Over the last few years, interesting anti-money laundering (“AML”) issues have regularly arisen regarding how business connected with cannabis-related companies should be treated under the UK’s AML regime. While supplying medicinal cannabis is legal in the UK so long as the appropriate government licences have been obtained, cannabis for recreational use remains illegal, in contrast with the position in other countries and certain US states.

Until now, no UK regulatory authority had publicly expressed any views in this area. This has created considerable uncertainty and made it advisable to take a conservative approach to potential liability under the UK’s broad AML regime when dealing with cannabis-related companies. The crux of the issue - as now expressly acknowledged in Financial Conduct Authority (“FCA”) guidance - is that UK AML legislation captures proceeds from conduct outside the UK (and legal in that jurisdiction) which would be criminal if carried out in the UK. The FCA has sought to address some of these difficulties by setting out its approach to assessing applications from cannabis-related companies interested in listing in the UK. The FCA considers that:

  • The securities of overseas recreational cannabis companies cannot be listed in the UK, since the proceeds of such businesses represent criminal property under the Proceeds of Crime Act 2002 (“POCA”);
  • UK-based medicinal cannabis companies can be listed in the UK if they hold the relevant licences; and
  • The securities of overseas-licenced medicinal cannabis companies may be listed in the UK where they can satisfy the FCA that their activities would be legal if carried out in the UK. This involves the FCA reviewing the company’s licences and the nature of its local licensing regime. Further information may follow when the FCA publishes a guidance consultation.

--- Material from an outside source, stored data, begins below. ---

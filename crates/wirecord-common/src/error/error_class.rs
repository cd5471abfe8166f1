//! Error classes
//!
//! Every session-layer error maps onto one of these classes, which decide
//! whether the session escalates (resume, reconnect) or carries on.

use std::fmt;

/// Recovery class of a session error
#[derive(Debug, Clone, Copy, PartialEq, Eq, Hash)]
pub enum ErrorClass {
    /// Connection reset or EOF; resume, then reconnect
    Transport,
    /// Malformed or unexpected payload; drop the single event
    Protocol,
    /// Outbound queue full; drop the single write
    WriteLimit,
    /// Resume confirmation or voice connect timed out; escalate to reconnect
    HandshakeTimeout,
    /// Server rejected the session for good; exit without retry
    Terminal,
    /// REST or audio collaborator failure; logged, operation aborted
    External,
}

impl ErrorClass {
    /// Whether the session should try to re-establish itself
    #[must_use]
    pub fn is_recoverable(&self) -> bool {
        matches!(self, Self::Transport | Self::HandshakeTimeout)
    }

    /// Whether the session can keep running as-is
    #[must_use]
    pub fn is_transient(&self) -> bool {
        matches!(self, Self::Protocol | Self::WriteLimit | Self::External)
    }

    /// Whether the session must stop
    #[must_use]
    pub fn is_terminal(&self) -> bool {
        matches!(self, Self::Terminal)
    }

    /// Short label for log fields
    #[must_use]
    pub fn as_str(&self) -> &'static str {
        match self {
            Self::Transport => "transport",
            Self::Protocol => "protocol",
            Self::WriteLimit => "write_limit",
            Self::HandshakeTimeout => "handshake_timeout",
            Self::Terminal => "terminal",
            Self::External => "external",
        }
    }
}

impl fmt::Display for ErrorClass {
    fn fmt(&self, f: &mut fmt::Formatter<'_>) -> fmt::Result {
        f.write_str(self.as_str())
    }
}

/// Errors that know their recovery class
pub trait Classify {
    fn class(&self) -> ErrorClass;

    fn is_recoverable(&self) -> bool {
        self.class().is_recoverable()
    }
}

#[cfg(test)]
mod tests {
    use super::*;

    #[test]
    fn test_recoverable_classes() {
        assert!(ErrorClass::Transport.is_recoverable());
        assert!(ErrorClass::HandshakeTimeout.is_recoverable());
        assert!(!ErrorClass::Protocol.is_recoverable());
        assert!(!ErrorClass::Terminal.is_recoverable());
    }

    #[test]
    fn test_classes_partition() {
        let all = [
            ErrorClass::Transport,
            ErrorClass::Protocol,
            ErrorClass::WriteLimit,
            ErrorClass::HandshakeTimeout,
            ErrorClass::Terminal,
            ErrorClass::External,
        ];
        for class in all {
            let buckets = [class.is_recoverable(), class.is_transient(), class.is_terminal()];
            assert_eq!(buckets.iter().filter(|b| **b).count(), 1, "{class}");
        }
    }

    #[test]
    fn test_classify_default_method() {
        struct Reset;
        impl Classify for Reset {
            fn class(&self) -> ErrorClass {
                ErrorClass::Transport
            }
        }
        assert!(Reset.is_recoverable());
    }
}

The FCA did not consider broader issues regarding investing in cannabis-related companies or trading in their shares or other financial instruments. However, a sensible approach would be for UK companies to:

  • Carefully analyse the precise nature of a transaction regarding overseas recreational cannabis-related companies - this may ultimately require either avoiding any dealing or, before doing so, filing a Suspicious Activity Report (“SAR”) to obtain a defence against committing a money laundering offence under POCA;
  • Where feasible, examine carefully whether the activities of an overseas medicinal cannabis company would be legal if carried out in the UK or, if in any doubt, file a SAR before any dealing takes place; and
  • Avoid receiving any funds from their overseas affiliates dealing with cannabis-related companies and avoid UK-based employees taking any active role in such business, unless a SAR has been filed beforehand.